Восстание братьев Кастро вовлекло страну в пучину страданий. При Батисте ее главным занятием было выращивание сахара и обслуживание американских туристов. При нормальном развитии событий Куба могла бы быть сегодня самой развитой страной Латинской Америки, причем не только продолжать сервисную экономику, но и лидировать в IT-технологиях, в медийном бизнесе, стать чем-то вроде второй Калифорнии или второй Флориды, всячески эксплуатируя такой благоприятный фактор, как близость США с их бездонным потребительским рынком и финансовым капиталом.
При социализме же сахарная направленность была искусственно законсервирована на три десятилетия, пока развал СССР, СЭВ и отказ от покупок кубинского сахара по дотируемым ценам не вызвал коллапс сахарной индустрии. Инфраструктура катастрофическим образом одряхлела, обшарпанные дома стали визитной карточкой Гаваны, как и ретроавтомобили 50-х годов, которые долго еще служили, обозначая момент падения, словно в сказке про Спящую красавицу, тогда как в самих США модельный ряд сменился несколько раз.
В отличие от китайцев или вьетнамцев кубинцы не испытали опции «рыночных реформ под руководством компартии». Субъективные обстоятельства помешали братьям Кастро превратиться из героев антиимпериалистической борьбы в героев капиталистических преобразований по образцу Дэн Сяопина. Они были и заложниками своего имиджа, да и не хотели добровольно совершать политическое самоубийство. Как и в Северной Корее, на Кубе руководители выбрали путь пусть не героической смерти, но приспособления к изменившимся обстоятельствам, по максимуму стараясь не отходить от прежней системы. Одно время казалось, что Советский Союз Гаване заменит Венесуэла, но сегодня и там жесточайший экономический кризис. Так что спасения извне ожидать больше не приходится.

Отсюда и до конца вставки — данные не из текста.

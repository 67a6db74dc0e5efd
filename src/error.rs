//! Crate-level error types.
//!
//! [`VantageError`] unifies every error source (configuration, transport,
//! upstream error payloads, tabular decoding) behind a single enum so
//! callers can match on the variant they care about while still using the
//! `?` operator for easy propagation.
//!
//! Every variant is terminal to the call that produced it: the client never
//! retries and never returns partial results alongside an error.

/// Convenience alias used throughout the crate.
pub type Result<T> = std::result::Result<T, VantageError>;

/// Top-level error type returned by all public APIs.
#[derive(Debug, thiserror::Error)]
pub enum VantageError {
    /// A required configuration value was missing or empty.
    #[error("configuration error: {0}")]
    Config(String),

    /// The HTTP request could not be issued (connection, DNS, TLS, timeout).
    #[error("transport error: {0}")]
    Transport(#[source] reqwest::Error),

    /// The upstream returned a non-200 HTTP status. The raw body is kept as
    /// diagnostic text and not interpreted further.
    #[error("unexpected status {status}: {body}")]
    Status { status: u16, body: String },

    /// Reading the response body stream failed after a 200 status.
    #[error("error reading from response body: {0}")]
    Body(#[source] reqwest::Error),

    /// The upstream reported an application-level error inside an HTTP 200
    /// response (`{"Error Message": ...}`), e.g. a bad symbol or an exceeded
    /// call quota. Carries the upstream message verbatim.
    #[error("{0}")]
    Api(String),

    /// The tabular body could not be tokenized at all, even with the lenient
    /// reader settings.
    #[error("csv parse error: {0}")]
    Csv(#[from] csv::Error),

    /// A data row had fewer columns than the record shape requires.
    #[error("row {row:?} has {columns} columns, expected at least 6")]
    ShortRow { row: String, columns: usize },

    /// A numeric field in a data row failed to parse. Names the logical
    /// field (open/high/low/close/volume) and carries the offending row.
    #[error("error parsing {field} in row {row:?}")]
    Field { field: &'static str, row: String },
}
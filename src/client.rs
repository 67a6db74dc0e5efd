//! Blocking HTTP client for the Alpha Vantage query endpoint.
//!
//! Every operation issues a single `GET` against [`QUERY_URL`] and fully
//! decodes the response before returning; there are no retries, no caching
//! and no internal state beyond the API key. The upstream signals failure
//! both with a non-200 status and with a JSON `{"Error Message": ...}`
//! payload delivered under HTTP 200; both are checked, in that order,
//! before any tabular decoding is attempted. Decoding an error payload as
//! CSV would otherwise fail with a confusing column error instead of the
//! real message.

use serde::{Deserialize, Serialize};
use tracing::debug;

use crate::decode;
use crate::models::{DailyAdjustedParams, DailyParams, DataType, IntradayParams, Ohlc};
use crate::{Result, VantageError};

/// Default Alpha Vantage query endpoint.
pub const QUERY_URL: &str = "https://www.alphavantage.co/query";

/// Shape of the upstream's application-level error payload.
#[derive(Debug, Deserialize)]
struct ApiErrorEnvelope {
    #[serde(rename = "Error Message", default)]
    message: String,
}

/// Alpha Vantage API client.
///
/// Holds the API key and a reusable transport handle. Cheap to clone and
/// safe to share across threads issuing independent calls; timeouts belong
/// on the transport handle (see [`Client::with_http_client`]) and surface
/// as [`VantageError::Transport`].
#[derive(Debug, Clone)]
pub struct Client {
    api_key: String,
    query_url: String,
    http: reqwest::blocking::Client,
}

impl Client {
    /// Creates a client with a default transport handle.
    ///
    /// # Errors
    ///
    /// Returns [`VantageError::Transport`] if the underlying HTTP client
    /// cannot be constructed (e.g. the TLS backend fails to initialize).
    pub fn new(api_key: impl Into<String>) -> Result<Self> {
        let http = reqwest::blocking::Client::builder()
            .user_agent(concat!("vantage/", env!("CARGO_PKG_VERSION")))
            .build()
            .map_err(VantageError::Transport)?;
        Ok(Self::with_http_client(http, api_key))
    }

    /// Creates a client around a caller-configured transport handle
    /// (custom timeouts, proxies, TLS settings).
    pub fn with_http_client(http: reqwest::blocking::Client, api_key: impl Into<String>) -> Self {
        Self {
            api_key: api_key.into(),
            query_url: QUERY_URL.to_string(),
            http,
        }
    }

    /// Overrides the query endpoint, e.g. to point at a stub server.
    pub fn with_query_url(mut self, query_url: impl Into<String>) -> Self {
        self.query_url = query_url.into();
        self
    }

    /// Fetches intraday OHLCV bars (`TIME_SERIES_INTRADAY`).
    ///
    /// The `time` field of returned rows is `YYYY-MM-DD HH:MM:SS`.
    pub fn time_series_intraday(&self, params: &IntradayParams) -> Result<Vec<Ohlc>> {
        let mut params = params.clone();
        params.datatype = Some(DataType::Csv);
        let body = self.get("TIME_SERIES_INTRADAY", &params)?;
        decode::decode_ohlc(&body)
    }

    /// Fetches daily OHLCV bars (`TIME_SERIES_DAILY`).
    ///
    /// The `time` field of returned rows is `YYYY-MM-DD`.
    pub fn time_series_daily(&self, params: &DailyParams) -> Result<Vec<Ohlc>> {
        let mut params = params.clone();
        params.datatype = Some(DataType::Csv);
        let body = self.get("TIME_SERIES_DAILY", &params)?;
        decode::decode_ohlc(&body)
    }

    /// Fetches daily OHLCV bars adjusted for splits and dividends
    /// (`TIME_SERIES_DAILY_ADJUSTED`).
    ///
    /// The `time` field of returned rows is `YYYY-MM-DD`.
    pub fn time_series_daily_adjusted(&self, params: &DailyAdjustedParams) -> Result<Vec<Ohlc>> {
        let mut params = params.clone();
        params.datatype = Some(DataType::Csv);
        let body = self.get("TIME_SERIES_DAILY_ADJUSTED", &params)?;
        decode::decode_ohlc(&body)
    }

    /// Builds the request for one operation: `function` and `apikey` are
    /// always present, operation parameters are appended with omit-empty
    /// semantics via serde.
    fn request<P: Serialize + ?Sized>(
        &self,
        function: &str,
        params: &P,
    ) -> Result<reqwest::blocking::Request> {
        self.http
            .get(&self.query_url)
            .query(&[("function", function), ("apikey", self.api_key.as_str())])
            .query(params)
            .build()
            .map_err(VantageError::Transport)
    }

    /// Executes one gated request and returns the raw body, presumed to be
    /// tabular data once the status and error-envelope checks have passed.
    fn get<P: Serialize + ?Sized>(&self, function: &str, params: &P) -> Result<String> {
        let request = self.request(function, params)?;
        debug!(function, "issuing query");

        let response = self.http.execute(request).map_err(VantageError::Transport)?;

        let status = response.status();
        if status != reqwest::StatusCode::OK {
            // Body kept as diagnostic text only; a failed read here loses
            // nothing the caller could act on.
            let body = response.text().unwrap_or_default();
            return Err(VantageError::Status {
                status: status.as_u16(),
                body,
            });
        }

        let body = response.text().map_err(VantageError::Body)?;

        if let Some(message) = api_error_message(&body) {
            return Err(VantageError::Api(message));
        }

        Ok(body)
    }
}

/// Tolerant probe for the upstream error envelope. A body that is not the
/// envelope shape is simply not an error; only a matching envelope with a
/// non-empty message counts.
fn api_error_message(body: &str) -> Option<String> {
    let envelope: ApiErrorEnvelope = serde_json::from_str(body).ok()?;
    (!envelope.message.is_empty()).then_some(envelope.message)
}

#[cfg(test)]
mod tests {
    use super::*;
    use crate::models::{Interval, OutputSize};

    fn query_of(request: &reqwest::blocking::Request) -> String {
        request.url().query().unwrap_or_default().to_string()
    }

    #[test]
    fn request_always_carries_function_and_apikey() {
        let client = Client::new("secret-key").expect("Failed to build client");
        let request = client
            .request("TIME_SERIES_DAILY", &DailyParams::new("MSFT"))
            .expect("Failed to build request");

        let query = query_of(&request);
        assert!(query.contains("function=TIME_SERIES_DAILY"));
        assert!(query.contains("apikey=secret-key"));
        assert!(query.contains("symbol=MSFT"));
    }

    #[test]
    fn unset_optional_fields_are_omitted_from_the_query() {
        let client = Client::new("k").expect("Failed to build client");
        let request = client
            .request("TIME_SERIES_DAILY", &DailyParams::new("IBM"))
            .expect("Failed to build request");

        let query = query_of(&request);
        assert!(!query.contains("outputsize"));
        assert!(!query.contains("datatype"));
    }

    #[test]
    fn set_optional_fields_are_serialized_verbatim() {
        let client = Client::new("k").expect("Failed to build client");
        let params = IntradayParams::new("TWTR")
            .with_interval(Interval::SixtyMinutes)
            .with_outputsize(OutputSize::Full);
        let request = client
            .request("TIME_SERIES_INTRADAY", &params)
            .expect("Failed to build request");

        let query = query_of(&request);
        assert!(query.contains("interval=60min"));
        assert!(query.contains("outputsize=full"));
    }

    #[test]
    fn empty_symbol_is_omitted() {
        let client = Client::new("k").expect("Failed to build client");
        let request = client
            .request("TIME_SERIES_DAILY", &DailyParams::default())
            .expect("Failed to build request");

        assert!(!query_of(&request).contains("symbol"));
    }

    #[test]
    fn error_envelope_with_message_is_detected() {
        let body = r#"{"Error Message":"Invalid API call"}"#;
        assert_eq!(api_error_message(body).as_deref(), Some("Invalid API call"));
    }

    #[test]
    fn non_envelope_bodies_do_not_probe_as_errors() {
        assert_eq!(api_error_message("timestamp,open\n2023-01-03,1.0\n"), None);
        assert_eq!(api_error_message("{}"), None);
        assert_eq!(api_error_message(r#"{"Error Message":""}"#), None);
        assert_eq!(api_error_message(""), None);
    }
}
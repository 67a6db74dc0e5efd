use tracing::info;

use vantage::VantageError;
use vantage::client::Client;
use vantage::config::fetch_config;
use vantage::models::{IntradayParams, Interval, OutputSize};

fn main() -> Result<(), VantageError> {
    // Initialize tracing subscriber for logging output.
    tracing_subscriber::fmt::init();

    let app_config = fetch_config()?;
    let client = Client::new(app_config.alphavantage.api_key)?
        .with_query_url(app_config.alphavantage.query_url);

    let symbol = std::env::args().nth(1).unwrap_or_else(|| "IBM".to_string());
    let params = IntradayParams::new(&symbol)
        .with_interval(Interval::SixtyMinutes)
        .with_outputsize(OutputSize::Full);

    let rows = client.time_series_intraday(&params)?;
    for row in &rows {
        info!(
            time = %row.time,
            open = row.open,
            high = row.high,
            low = row.low,
            close = row.close,
            volume = row.volume,
            "bar"
        );
    }

    Ok(())
}
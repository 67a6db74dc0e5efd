//! Stock time-series request parameters and the OHLC record type.
//!
//! One parameter struct per operation. Every struct serializes with
//! omit-empty semantics: a field left at its default is not sent, so the
//! upstream applies its own defaults. Parameter values are not validated
//! locally beyond the typed vocabularies below; the server is the source
//! of truth for e.g. symbol validity.

use serde::{Deserialize, Serialize};

/// Candle width for intraday series.
#[derive(Debug, Clone, Copy, PartialEq, Eq, Serialize, Deserialize)]
pub enum Interval {
    #[serde(rename = "1min")]
    OneMinute,
    #[serde(rename = "5min")]
    FiveMinutes,
    #[serde(rename = "15min")]
    FifteenMinutes,
    #[serde(rename = "30min")]
    ThirtyMinutes,
    #[serde(rename = "60min")]
    SixtyMinutes,
}

impl Interval {
    pub const fn as_str(self) -> &'static str {
        match self {
            Self::OneMinute => "1min",
            Self::FiveMinutes => "5min",
            Self::FifteenMinutes => "15min",
            Self::ThirtyMinutes => "30min",
            Self::SixtyMinutes => "60min",
        }
    }
}

/// How much history the upstream returns.
#[derive(Debug, Clone, Copy, PartialEq, Eq, Serialize, Deserialize)]
#[serde(rename_all = "lowercase")]
pub enum OutputSize {
    /// Latest 100 data points (upstream default).
    Compact,
    /// Full-length history.
    Full,
}

/// Response body format requested from the upstream.
///
/// The client forces this to [`DataType::Csv`] for every data-series call
/// because the decoder is tabular-only.
#[derive(Debug, Clone, Copy, PartialEq, Eq, Serialize, Deserialize)]
#[serde(rename_all = "lowercase")]
pub enum DataType {
    Csv,
    Json,
}

/// Parameters for `TIME_SERIES_INTRADAY`.
#[derive(Debug, Clone, Default, PartialEq, Serialize)]
pub struct IntradayParams {
    #[serde(skip_serializing_if = "String::is_empty")]
    pub symbol: String,
    #[serde(skip_serializing_if = "Option::is_none")]
    pub interval: Option<Interval>,
    #[serde(skip_serializing_if = "Option::is_none")]
    pub outputsize: Option<OutputSize>,
    #[serde(skip_serializing_if = "Option::is_none")]
    pub datatype: Option<DataType>,
}

impl IntradayParams {
    pub fn new(symbol: impl Into<String>) -> Self {
        Self {
            symbol: symbol.into(),
            ..Self::default()
        }
    }

    pub fn with_interval(mut self, interval: Interval) -> Self {
        self.interval = Some(interval);
        self
    }

    pub fn with_outputsize(mut self, outputsize: OutputSize) -> Self {
        self.outputsize = Some(outputsize);
        self
    }
}

/// Parameters for `TIME_SERIES_DAILY`.
#[derive(Debug, Clone, Default, PartialEq, Serialize)]
pub struct DailyParams {
    #[serde(skip_serializing_if = "String::is_empty")]
    pub symbol: String,
    #[serde(skip_serializing_if = "Option::is_none")]
    pub outputsize: Option<OutputSize>,
    #[serde(skip_serializing_if = "Option::is_none")]
    pub datatype: Option<DataType>,
}

impl DailyParams {
    pub fn new(symbol: impl Into<String>) -> Self {
        Self {
            symbol: symbol.into(),
            ..Self::default()
        }
    }

    pub fn with_outputsize(mut self, outputsize: OutputSize) -> Self {
        self.outputsize = Some(outputsize);
        self
    }
}

/// Parameters for `TIME_SERIES_DAILY_ADJUSTED`.
#[derive(Debug, Clone, Default, PartialEq, Serialize)]
pub struct DailyAdjustedParams {
    #[serde(skip_serializing_if = "String::is_empty")]
    pub symbol: String,
    #[serde(skip_serializing_if = "Option::is_none")]
    pub outputsize: Option<OutputSize>,
    #[serde(skip_serializing_if = "Option::is_none")]
    pub datatype: Option<DataType>,
}

impl DailyAdjustedParams {
    pub fn new(symbol: impl Into<String>) -> Self {
        Self {
            symbol: symbol.into(),
            ..Self::default()
        }
    }

    pub fn with_outputsize(mut self, outputsize: OutputSize) -> Self {
        self.outputsize = Some(outputsize);
        self
    }
}

/// One OHLCV bar, shared by every time-series operation.
///
/// `time` is kept verbatim as returned by the upstream: `YYYY-MM-DD` for
/// daily series and `YYYY-MM-DD HH:MM:SS` for intraday series. Interpreting
/// the format is the caller's responsibility; this crate never parses it.
#[derive(Debug, Clone, PartialEq, Serialize, Deserialize)]
pub struct Ohlc {
    pub time: String,
    pub open: f64,
    pub high: f64,
    pub low: f64,
    pub close: f64,
    pub volume: f64,
}
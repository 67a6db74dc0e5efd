//! Alpha Vantage time-series client library.
//!
//! Provides a blocking, typed client for the Alpha Vantage query endpoint
//! covering the stock time-series operations (intraday, daily and
//! daily-adjusted), decoding the upstream's CSV output into ordered OHLCV
//! records.

pub mod client;
pub mod config;
pub mod decode;
pub mod error;
pub mod models;

pub use client::Client;
pub use error::{Result, VantageError};
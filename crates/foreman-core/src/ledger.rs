use std::path::Path;
use std::sync::Mutex;

use anyhow::Result;
use chrono::Utc;
use foreman_config::{BudgetsConfig, TierPricing, TokenBudget};
use rusqlite::Connection;
use serde::Serialize;
use tokio::sync::{mpsc, oneshot};

use crate::task::Tier;

/// A single model-call cost record. Append-only; rows are never mutated.
#[derive(Debug, Clone)]
pub struct CostLogEntry {
    pub task_id: String,
    pub timestamp: String,
    pub tier: Tier,
    pub model: String,
    pub input_tokens: u64,
    pub output_tokens: u64,
    pub cost_usd: f64,
}

impl CostLogEntry {
    /// Build an entry stamped with the current UTC time.
    pub fn now(
        task_id: &str,
        tier: Tier,
        model: &str,
        input_tokens: u64,
        output_tokens: u64,
        cost_usd: f64,
    ) -> Self {
        Self {
            task_id: task_id.to_string(),
            timestamp: Utc::now().to_rfc3339(),
            tier,
            model: model.to_string(),
            input_tokens,
            output_tokens,
            cost_usd,
        }
    }
}

/// USD cost of a call given actual token counts.
pub fn call_cost(input_tokens: u64, output_tokens: u64, pricing: &TierPricing) -> f64 {
    let input = (input_tokens as f64 / 1_000_000.0) * pricing.input;
    let output = (output_tokens as f64 / 1_000_000.0) * pricing.output;
    input + output
}

/// Worst-case USD cost of the next call, from the tier's token budget.
/// Used for the pre-call ceiling check, where actual usage is unknown.
pub fn estimate_call_cost(budget: &TokenBudget, pricing: &TierPricing) -> f64 {
    call_cost(budget.max_input, budget.max_output, pricing)
}

/// Which ceiling a proposed call would break.
#[derive(Debug, Clone, PartialEq)]
pub enum Breach {
    PerTask { spent: f64, ceiling: f64 },
    Daily { spent: f64, ceiling: f64 },
    Monthly { spent: f64, ceiling: f64 },
}

impl std::fmt::Display for Breach {
    fn fmt(&self, f: &mut std::fmt::Formatter<'_>) -> std::fmt::Result {
        match self {
            Breach::PerTask { spent, ceiling } => {
                write!(f, "task budget (${ceiling:.2}) reached; spent ${spent:.4} so far")
            }
            Breach::Daily { spent, ceiling } => {
                write!(f, "daily budget (${ceiling:.2}) reached; spent ${spent:.4} today")
            }
            Breach::Monthly { spent, ceiling } => {
                write!(f, "monthly budget (${ceiling:.2}) reached; spent ${spent:.4} this month")
            }
        }
    }
}

/// Per-day spend row for reports.
#[derive(Debug, Serialize)]
pub struct DaySpend {
    pub day: String,
    pub calls: u64,
    pub cost_usd: f64,
}

/// Per-task spend row for reports.
#[derive(Debug, Serialize)]
pub struct TaskSpend {
    pub task_id: String,
    pub calls: u64,
    pub cost_usd: f64,
}

/// SQLite-backed cost log. Day and month aggregation prefix-matches the
/// ISO-8601 timestamp column rather than relying on a rollup job.
pub struct LedgerStore {
    conn: Mutex<Connection>,
}

impl LedgerStore {
    pub fn new(db_path: &Path) -> Result<Self> {
        if let Some(parent) = db_path.parent() {
            std::fs::create_dir_all(parent)?;
        }

        let conn = Connection::open(db_path)?;
        conn.execute_batch("PRAGMA journal_mode=WAL;")?;
        conn.execute_batch(
            "CREATE TABLE IF NOT EXISTS cost_log (
                id INTEGER PRIMARY KEY AUTOINCREMENT,
                timestamp TEXT NOT NULL,
                task_id TEXT NOT NULL,
                tier TEXT NOT NULL,
                model TEXT NOT NULL,
                input_tokens INTEGER NOT NULL,
                output_tokens INTEGER NOT NULL,
                cost_usd REAL NOT NULL
            );
            CREATE INDEX IF NOT EXISTS idx_cost_timestamp ON cost_log(timestamp);
            CREATE INDEX IF NOT EXISTS idx_cost_task ON cost_log(task_id);",
        )?;

        Ok(Self {
            conn: Mutex::new(conn),
        })
    }

    fn lock_conn(&self) -> Result<std::sync::MutexGuard<'_, Connection>> {
        self.conn
            .lock()
            .map_err(|e| anyhow::anyhow!("ledger lock poisoned: {e}"))
    }

    pub fn append(&self, entry: &CostLogEntry) -> Result<()> {
        let conn = self.lock_conn()?;
        conn.execute(
            "INSERT INTO cost_log (timestamp, task_id, tier, model, input_tokens, output_tokens, cost_usd)
             VALUES (?1, ?2, ?3, ?4, ?5, ?6, ?7)",
            rusqlite::params![
                entry.timestamp,
                entry.task_id,
                entry.tier.as_str(),
                entry.model,
                entry.input_tokens as i64,
                entry.output_tokens as i64,
                entry.cost_usd,
            ],
        )?;
        Ok(())
    }

    pub fn task_total(&self, task_id: &str) -> Result<f64> {
        let conn = self.lock_conn()?;
        let total = conn.query_row(
            "SELECT COALESCE(SUM(cost_usd), 0) FROM cost_log WHERE task_id = ?1",
            [task_id],
            |row| row.get(0),
        )?;
        Ok(total)
    }

    /// Spend for any ISO-8601 timestamp prefix ("2026-08-06" for a UTC day,
    /// "2026-08" for a month).
    pub fn prefix_total(&self, prefix: &str) -> Result<f64> {
        let conn = self.lock_conn()?;
        let total = conn.query_row(
            "SELECT COALESCE(SUM(cost_usd), 0) FROM cost_log WHERE timestamp LIKE ?1",
            [format!("{prefix}%")],
            |row| row.get(0),
        )?;
        Ok(total)
    }

    pub fn daily_report(&self, limit: usize) -> Result<Vec<DaySpend>> {
        let conn = self.lock_conn()?;
        let mut stmt = conn.prepare(
            "SELECT substr(timestamp, 1, 10) AS day, COUNT(*), SUM(cost_usd)
             FROM cost_log GROUP BY day ORDER BY day DESC LIMIT ?1",
        )?;
        let rows = stmt
            .query_map([limit as i64], |row| {
                Ok(DaySpend {
                    day: row.get(0)?,
                    calls: row.get::<_, i64>(1)? as u64,
                    cost_usd: row.get(2)?,
                })
            })?
            .filter_map(|r| r.ok())
            .collect();
        Ok(rows)
    }

    pub fn task_report(&self, limit: usize) -> Result<Vec<TaskSpend>> {
        let conn = self.lock_conn()?;
        let mut stmt = conn.prepare(
            "SELECT task_id, COUNT(*), SUM(cost_usd)
             FROM cost_log GROUP BY task_id ORDER BY MAX(timestamp) DESC LIMIT ?1",
        )?;
        let rows = stmt
            .query_map([limit as i64], |row| {
                Ok(TaskSpend {
                    task_id: row.get(0)?,
                    calls: row.get::<_, i64>(1)? as u64,
                    cost_usd: row.get(2)?,
                })
            })?
            .filter_map(|r| r.ok())
            .collect();
        Ok(rows)
    }

    /// Ceiling check for a proposed call. `None` means the call may be
    /// issued; the estimate must already include the worst case.
    fn check(&self, task_id: &str, estimated_usd: f64, ceilings: &BudgetsConfig) -> Result<Option<Breach>> {
        let task_spent = self.task_total(task_id)?;
        if task_spent + estimated_usd > ceilings.per_task_usd {
            return Ok(Some(Breach::PerTask {
                spent: task_spent,
                ceiling: ceilings.per_task_usd,
            }));
        }

        let today = Utc::now().format("%Y-%m-%d").to_string();
        let day_spent = self.prefix_total(&today)?;
        if day_spent + estimated_usd > ceilings.daily_usd {
            return Ok(Some(Breach::Daily {
                spent: day_spent,
                ceiling: ceilings.daily_usd,
            }));
        }

        let month = Utc::now().format("%Y-%m").to_string();
        let month_spent = self.prefix_total(&month)?;
        if month_spent + estimated_usd > ceilings.monthly_usd {
            return Ok(Some(Breach::Monthly {
                spent: month_spent,
                ceiling: ceilings.monthly_usd,
            }));
        }

        Ok(None)
    }
}

/// Spend aggregation scopes exposed on the service handle.
#[derive(Debug, Clone)]
pub enum SpendScope {
    Task(String),
    Today,
    ThisMonth,
}

enum LedgerRequest {
    Record {
        entry: CostLogEntry,
        reply: oneshot::Sender<Result<()>>,
    },
    Check {
        task_id: String,
        estimated_usd: f64,
        reply: oneshot::Sender<Result<Option<Breach>>>,
    },
    Spent {
        scope: SpendScope,
        reply: oneshot::Sender<Result<f64>>,
    },
    DailyReport {
        limit: usize,
        reply: oneshot::Sender<Result<Vec<DaySpend>>>,
    },
    TaskReport {
        limit: usize,
        reply: oneshot::Sender<Result<Vec<TaskSpend>>>,
    },
}

/// Handle to the single-writer ledger service. All tasks submit appends and
/// checks through one serialized channel, so aggregate updates cannot race.
#[derive(Clone)]
pub struct Ledger {
    tx: mpsc::Sender<LedgerRequest>,
}

impl Ledger {
    /// Move the store into a service task and return the shared handle.
    pub fn spawn(store: LedgerStore, ceilings: BudgetsConfig) -> Self {
        let (tx, mut rx) = mpsc::channel::<LedgerRequest>(64);

        tokio::spawn(async move {
            while let Some(req) = rx.recv().await {
                match req {
                    LedgerRequest::Record { entry, reply } => {
                        let _ = reply.send(store.append(&entry));
                    }
                    LedgerRequest::Check {
                        task_id,
                        estimated_usd,
                        reply,
                    } => {
                        let _ = reply.send(store.check(&task_id, estimated_usd, &ceilings));
                    }
                    LedgerRequest::Spent { scope, reply } => {
                        let result = match scope {
                            SpendScope::Task(id) => store.task_total(&id),
                            SpendScope::Today => {
                                store.prefix_total(&Utc::now().format("%Y-%m-%d").to_string())
                            }
                            SpendScope::ThisMonth => {
                                store.prefix_total(&Utc::now().format("%Y-%m").to_string())
                            }
                        };
                        let _ = reply.send(result);
                    }
                    LedgerRequest::DailyReport { limit, reply } => {
                        let _ = reply.send(store.daily_report(limit));
                    }
                    LedgerRequest::TaskReport { limit, reply } => {
                        let _ = reply.send(store.task_report(limit));
                    }
                }
            }
        });

        Self { tx }
    }

    async fn request<T>(
        &self,
        build: impl FnOnce(oneshot::Sender<Result<T>>) -> LedgerRequest,
    ) -> Result<T> {
        let (reply_tx, reply_rx) = oneshot::channel();
        self.tx
            .send(build(reply_tx))
            .await
            .map_err(|_| anyhow::anyhow!("ledger service stopped"))?;
        reply_rx
            .await
            .map_err(|_| anyhow::anyhow!("ledger service dropped request"))?
    }

    /// Append a cost record. An error here means the spend was not durably
    /// recorded and the caller must treat the step as failed.
    pub async fn record(&self, entry: CostLogEntry) -> Result<()> {
        self.request(|reply| LedgerRequest::Record { entry, reply }).await
    }

    /// Would a call with the given estimated cost breach any ceiling?
    pub async fn check(&self, task_id: &str, estimated_usd: f64) -> Result<Option<Breach>> {
        let task_id = task_id.to_string();
        self.request(|reply| LedgerRequest::Check {
            task_id,
            estimated_usd,
            reply,
        })
        .await
    }

    pub async fn spent(&self, scope: SpendScope) -> Result<f64> {
        self.request(|reply| LedgerRequest::Spent { scope, reply }).await
    }

    pub async fn daily_report(&self, limit: usize) -> Result<Vec<DaySpend>> {
        self.request(|reply| LedgerRequest::DailyReport { limit, reply }).await
    }

    pub async fn task_report(&self, limit: usize) -> Result<Vec<TaskSpend>> {
        self.request(|reply| LedgerRequest::TaskReport { limit, reply }).await
    }
}
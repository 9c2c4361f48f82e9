pub mod bus;
pub mod checkpoint;
pub mod context;
pub mod dispatch;
pub mod ledger;
pub mod memory;
pub mod orchestrator;
pub mod provider;
pub mod router;
pub mod task;

// Re-export key types
pub use bus::{EventKind, TaskEvent};
pub use checkpoint::{MarkerClassifier, UncertaintyClassifier};
pub use dispatch::{RegistryDispatcher, Tool, ToolDispatcher};
pub use ledger::{Ledger, LedgerStore};
pub use memory::MemoryStore;
pub use orchestrator::{Orchestrator, StatusSummary};
pub use provider::{ModelProvider, RigProvider};
pub use router::Router;
pub use task::{Task, TaskStatus, Tier};
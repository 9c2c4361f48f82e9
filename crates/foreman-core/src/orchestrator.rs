use std::future::Future;
use std::sync::Arc;
use std::time::Duration;

use anyhow::Result;
use chrono::Utc;
use dashmap::DashMap;
use foreman_config::{Config, TierPricing, TokenBudget};
use tokio::sync::{broadcast, mpsc};
use tracing::{debug, info, warn};

use crate::bus::{EventBus, EventKind, TaskEvent};
use crate::checkpoint::{MarkerClassifier, UncertaintyClassifier};
use crate::context::{extract_keywords, ContextBuilder};
use crate::dispatch::ToolDispatcher;
use crate::ledger::{call_cost, estimate_call_cost, Breach, CostLogEntry, Ledger, SpendScope};
use crate::memory::{LongTermItem, MemoryStore};
use crate::provider::{ModelProvider, ToolResultTurn, Turn};
use crate::router::Router;
use crate::task::{Task, TaskStatus, Tier};

/// Signals delivered to a running task loop from the outside.
enum Control {
    Resume(String),
    Cancel,
}

struct TaskHandle {
    control: mpsc::Sender<Control>,
}

/// Counts of live tasks plus current spend, for the status surface.
#[derive(Debug, Clone)]
pub struct StatusSummary {
    pub pending: usize,
    pub running: usize,
    pub checkpoint_wait: usize,
    pub today_usd: f64,
    pub month_usd: f64,
}

impl std::fmt::Display for StatusSummary {
    fn fmt(&self, f: &mut std::fmt::Formatter<'_>) -> std::fmt::Result {
        writeln!(
            f,
            "Queue: {} | Active: {} | Waiting: {}",
            self.pending, self.running, self.checkpoint_wait
        )?;
        write!(
            f,
            "Today: ${:.4} | Month: ${:.4}",
            self.today_usd, self.month_usd
        )
    }
}

enum Raced<T> {
    Done(T),
    Cancelled,
}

Впрочем, по факту на Кубе — как и в Северной Корее — рыночные реформы уже давно проводятся, но как бы негласно. Экономика давно уже зарабатывает большую часть валюты от приема иностранных туристов, от их обслуживания зависят сотни тысяч рабочих мест. Но все это стыдливо умалчивается местным агитпропом и не имеет адекватного отражения в законодательстве.
Новый проект конституции и призван признать очевидное, дать базис для развития рыночной экономики и частной собственности, ныне вполне признаваемой по закону. Без нормального законодательства невозможно получать инвестиции, столь необходимые для хронически недофинансируемой кубинской экономики.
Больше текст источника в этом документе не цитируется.